▶ **THE TASK**: Pull out every line of the listing below where "Result" appears.

DATA TO EXAMINE Start Marker

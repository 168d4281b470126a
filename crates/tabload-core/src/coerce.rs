//! Conversion of delimited-text cells into dialect-typed values.
//!
//! Rules, in order:
//! 1. empty or absent text on a nullable column is a typed null;
//! 2. empty or absent text on a non-nullable column is an error;
//! 3. otherwise the column's [`DialectType`] picks the parser.

use std::str::FromStr;

use chrono::{DateTime, NaiveDate, NaiveDateTime};
use bigdecimal::BigDecimal;

use crate::error::{Error, Result};
use crate::schema::{ColumnDefinition, DialectType, TableSchema};
use crate::value::{RawRow, TypedRow, TypedValue};

const DATE_TIME_FORMATS: &[&str] = &[
    "%Y-%m-%d %H:%M:%S%.f",
    "%Y-%m-%dT%H:%M:%S%.f",
    "%Y/%m/%d %H:%M:%S%.f",
    "%Y-%m-%d %H:%M",
    "%Y/%m/%d %H:%M",
];

const DATE_FORMATS: &[&str] = &["%Y-%m-%d", "%Y/%m/%d"];

/// Convert one cell into a value of the column's dialect family.
pub fn coerce(raw: Option<&str>, column: &ColumnDefinition) -> Result<TypedValue> {
    let text = match raw {
        Some(text) if !text.is_empty() => text,
        _ if column.nullable => return Ok(TypedValue::Null(column.dialect_type)),
        _ => {
            return Err(Error::coercion(
                &column.name,
                "missing value for non-nullable column",
            ));
        }
    };

    match column.dialect_type {
        DialectType::NumericFloat => parse_decimal(text, column).map(TypedValue::Decimal),
        DialectType::NumericIntegerOrDecimal if column.is_integral() => {
            parse_integer(text, column).map(TypedValue::Integer)
        }
        DialectType::NumericIntegerOrDecimal => {
            parse_decimal(text, column).map(TypedValue::Decimal)
        }
        DialectType::Date => parse_date_time(text, column).map(TypedValue::DateTime),
        DialectType::Text => Ok(TypedValue::Text(text.to_string())),
    }
}

/// Convert a raw row into typed values ordered like `schema`.
///
/// Every key of `raw` must name a schema column. Schema columns the row does
/// not mention are coerced as absent.
pub fn coerce_row(raw: &RawRow, schema: &TableSchema) -> Result<TypedRow> {
    let mut cells: Vec<Option<&str>> = vec![None; schema.len()];

    for (name, value) in raw.iter() {
        let idx = schema
            .position(name)
            .ok_or_else(|| Error::SchemaMismatch {
                table: schema.table().to_string(),
                column: name.to_string(),
            })?;
        cells[idx] = value;
    }

    let values = schema
        .columns()
        .iter()
        .zip(cells)
        .map(|(column, cell)| coerce(cell, column))
        .collect::<Result<Vec<_>>>()?;

    Ok(TypedRow::new(values))
}

fn parse_decimal(text: &str, column: &ColumnDefinition) -> Result<BigDecimal> {
    BigDecimal::from_str(text.trim())
        .map_err(|_| Error::coercion(&column.name, format!("'{text}' is not a decimal number")))
}

fn parse_integer(text: &str, column: &ColumnDefinition) -> Result<i64> {
    let trimmed = text.trim();
    trimmed.parse::<i64>().map_err(|_| {
        if trimmed.contains('.') {
            Error::coercion(
                &column.name,
                format!("'{text}' has a fractional part but the column has scale 0"),
            )
        } else {
            Error::coercion(&column.name, format!("'{text}' is not a 64-bit integer"))
        }
    })
}

fn parse_date_time(text: &str, column: &ColumnDefinition) -> Result<NaiveDateTime> {
    let trimmed = text.trim();

    for format in DATE_TIME_FORMATS {
        if let Ok(value) = NaiveDateTime::parse_from_str(trimmed, format) {
            return Ok(value);
        }
    }

    if let Ok(value) = DateTime::parse_from_rfc3339(trimmed) {
        return Ok(value.naive_utc());
    }

    for format in DATE_FORMATS {
        if let Ok(date) = NaiveDate::parse_from_str(trimmed, format) {
            if let Some(value) = date.and_hms_opt(0, 0, 0) {
                return Ok(value);
            }
        }
    }

    Err(Error::coercion(
        &column.name,
        format!("'{text}' is not a recognised date-time"),
    ))
}

#[cfg(test)]
mod tests {
    use super::*;

    fn column(name: &str, dialect_type: DialectType, nullable: bool) -> ColumnDefinition {
        ColumnDefinition {
            ordinal: 1,
            name: name.to_string(),
            dialect_type,
            type_name: String::new(),
            nullable,
            length: None,
            numeric_precision: None,
            numeric_scale: None,
        }
    }

    fn with_scale(mut column: ColumnDefinition, scale: Option<i32>) -> ColumnDefinition {
        column.numeric_scale = scale;
        column
    }

    fn datetime(y: i32, m: u32, d: u32, h: u32, mi: u32, s: u32) -> NaiveDateTime {
        NaiveDate::from_ymd_opt(y, m, d)
            .unwrap()
            .and_hms_opt(h, mi, s)
            .unwrap()
    }

    #[test]
    fn empty_on_nullable_is_typed_null() {
        for dialect in [
            DialectType::NumericFloat,
            DialectType::NumericIntegerOrDecimal,
            DialectType::Date,
            DialectType::Text,
        ] {
            let col = column("C", dialect, true);
            assert_eq!(coerce(Some(""), &col).unwrap(), TypedValue::Null(dialect));
            assert_eq!(coerce(None, &col).unwrap(), TypedValue::Null(dialect));
        }
    }

    #[test]
    fn empty_on_required_column_fails() {
        for dialect in [
            DialectType::NumericFloat,
            DialectType::NumericIntegerOrDecimal,
            DialectType::Date,
            DialectType::Text,
        ] {
            let col = column("C", dialect, false);
            assert!(matches!(coerce(Some(""), &col), Err(Error::Coercion { .. })));
            assert!(matches!(coerce(None, &col), Err(Error::Coercion { .. })));
        }
    }

    #[test]
    fn scale_zero_parses_integers_only() {
        for scale in [None, Some(0)] {
            let col = with_scale(
                column("SEQ_EMP", DialectType::NumericIntegerOrDecimal, false),
                scale,
            );
            assert_eq!(coerce(Some("42"), &col).unwrap(), TypedValue::Integer(42));
            assert_eq!(coerce(Some(" -7 "), &col).unwrap(), TypedValue::Integer(-7));

            for bad in ["1.0", "1.5", ".5", "3."] {
                let err = coerce(Some(bad), &col).unwrap_err();
                match err {
                    Error::Coercion { column, message } => {
                        assert_eq!(column, "SEQ_EMP");
                        assert!(message.contains("fractional"), "{message}");
                    }
                    other => panic!("unexpected error {other:?}"),
                }
            }
            assert!(coerce(Some("abc"), &col).is_err());
            assert!(coerce(Some("99999999999999999999"), &col).is_err());
        }
    }

    #[test]
    fn scaled_numeric_parses_decimal() {
        let col = with_scale(
            column("AMOUNT", DialectType::NumericIntegerOrDecimal, true),
            Some(2),
        );
        assert_eq!(
            coerce(Some("12.50"), &col).unwrap(),
            TypedValue::Decimal(BigDecimal::from_str("12.50").unwrap())
        );
        assert_eq!(
            coerce(Some("3"), &col).unwrap(),
            TypedValue::Decimal(BigDecimal::from(3))
        );
    }

    #[test]
    fn float_accepts_scientific_notation() {
        let col = column("RATIO", DialectType::NumericFloat, true);
        assert_eq!(
            coerce(Some("1.5e3"), &col).unwrap(),
            TypedValue::Decimal(BigDecimal::from(1500))
        );
        assert_eq!(
            coerce(Some("0.25"), &col).unwrap(),
            TypedValue::Decimal(BigDecimal::from_str("0.25").unwrap())
        );
        assert!(coerce(Some("n/a"), &col).is_err());
    }

    #[test]
    fn decimals_beyond_96_bits_are_kept_exactly() {
        let float = column("RATIO", DialectType::NumericFloat, true);
        let wide = with_scale(
            column("AMOUNT", DialectType::NumericIntegerOrDecimal, true),
            Some(2),
        );
        let fine = with_scale(
            column("PRECISE", DialectType::NumericIntegerOrDecimal, true),
            Some(30),
        );

        for (col, text) in [
            (&float, "1e30"),
            (&float, "1.7976931348623157e308"),
            (&float, "1e-40"),
            (&wide, "123456789012345678901234567890.50"),
            (&fine, "0.123456789012345678901234567891"),
        ] {
            let value = coerce(Some(text), col).unwrap();
            assert_eq!(
                value,
                TypedValue::Decimal(BigDecimal::from_str(text).unwrap()),
                "{text}"
            );
            assert_eq!(coerce(Some(&value.render()), col).unwrap(), value, "{text}");
        }

        let precise = coerce(Some("0.123456789012345678901234567891"), &fine).unwrap();
        assert_eq!(precise.render(), "0.123456789012345678901234567891");
    }

    #[test]
    fn dates_parse_common_layouts() {
        let col = column("HIRED", DialectType::Date, true);
        let expected = datetime(2023, 11, 5, 14, 30, 0);
        for text in [
            "2023-11-05 14:30:00",
            "2023-11-05T14:30:00",
            "2023/11/05 14:30:00",
            "2023-11-05 14:30",
            "2023-11-05T14:30:00Z",
            "2023-11-05T16:30:00+02:00",
        ] {
            assert_eq!(
                coerce(Some(text), &col).unwrap(),
                TypedValue::DateTime(expected),
                "{text}"
            );
        }
        assert_eq!(
            coerce(Some("2023-11-05"), &col).unwrap(),
            TypedValue::DateTime(datetime(2023, 11, 5, 0, 0, 0))
        );
        assert!(coerce(Some("05.11.2023"), &col).is_err());
        assert!(coerce(Some("2023-02-30"), &col).is_err());
    }

    #[test]
    fn text_passes_through_untouched() {
        let col = column("NAME", DialectType::Text, true);
        assert_eq!(
            coerce(Some("  a,\"b\"  "), &col).unwrap(),
            TypedValue::Text("  a,\"b\"  ".to_string())
        );
    }

    #[test]
    fn rendered_values_coerce_to_the_same_value() {
        let cases = [
            (column("N", DialectType::NumericIntegerOrDecimal, false), "0042"),
            (
                with_scale(column("D", DialectType::NumericIntegerOrDecimal, false), Some(3)),
                "-12.500",
            ),
            (column("F", DialectType::NumericFloat, false), "6.02e2"),
            (column("T", DialectType::Date, false), "2024/01/31 23:59:59.125"),
            (column("S", DialectType::Text, false), "plain text"),
        ];

        for (col, text) in cases {
            let first = coerce(Some(text), &col).unwrap();
            let second = coerce(Some(&first.render()), &col).unwrap();
            assert_eq!(first, second, "{text}");
        }
    }

    #[test]
    fn row_coercion_follows_schema_order() {
        let schema = TableSchema::new(
            "EMP",
            vec![
                ColumnDefinition {
                    ordinal: 1,
                    ..column("SEQ_EMP", DialectType::NumericIntegerOrDecimal, false)
                },
                ColumnDefinition {
                    ordinal: 2,
                    ..column("NAME", DialectType::Text, true)
                },
            ],
        )
        .unwrap();

        let raw = RawRow::from_pairs([("name", Some("A")), ("seq_emp", Some("1"))]);
        let row = coerce_row(&raw, &schema).unwrap();
        assert_eq!(
            row.values(),
            &[TypedValue::Integer(1), TypedValue::Text("A".to_string())]
        );

        let missing_name = RawRow::from_pairs([("SEQ_EMP", Some("2"))]);
        let row = coerce_row(&missing_name, &schema).unwrap();
        assert_eq!(row.values()[1], TypedValue::Null(DialectType::Text));
    }

    #[test]
    fn unknown_header_is_schema_mismatch() {
        let schema = TableSchema::new(
            "EMP",
            vec![column("NAME", DialectType::Text, true)],
        )
        .unwrap();
        let raw = RawRow::from_pairs([("NAME", Some("D")), ("EXTRA", Some("x"))]);
        match coerce_row(&raw, &schema) {
            Err(Error::SchemaMismatch { table, column }) => {
                assert_eq!(table, "EMP");
                assert_eq!(column, "EXTRA");
            }
            other => panic!("expected schema mismatch, got {other:?}"),
        }
    }
}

DATA TO EXAMINE End Marker

▶ **COMPLETED EXERCISE**:
use crate::error::{Error, Result};
pub fn coerce(raw: Option<&str>, column: &ColumnDefinition) -> Result<TypedValue> {
pub fn coerce_row(raw: &RawRow, schema: &TableSchema) -> Result<TypedRow> {
        .collect::<Result<Vec<_>>>()?;
fn parse_decimal(text: &str, column: &ColumnDefinition) -> Result<BigDecimal> {
fn parse_integer(text: &str, column: &ColumnDefinition) -> Result<i64> {
fn parse_date_time(text: &str, column: &ColumnDefinition) -> Result<NaiveDateTime> {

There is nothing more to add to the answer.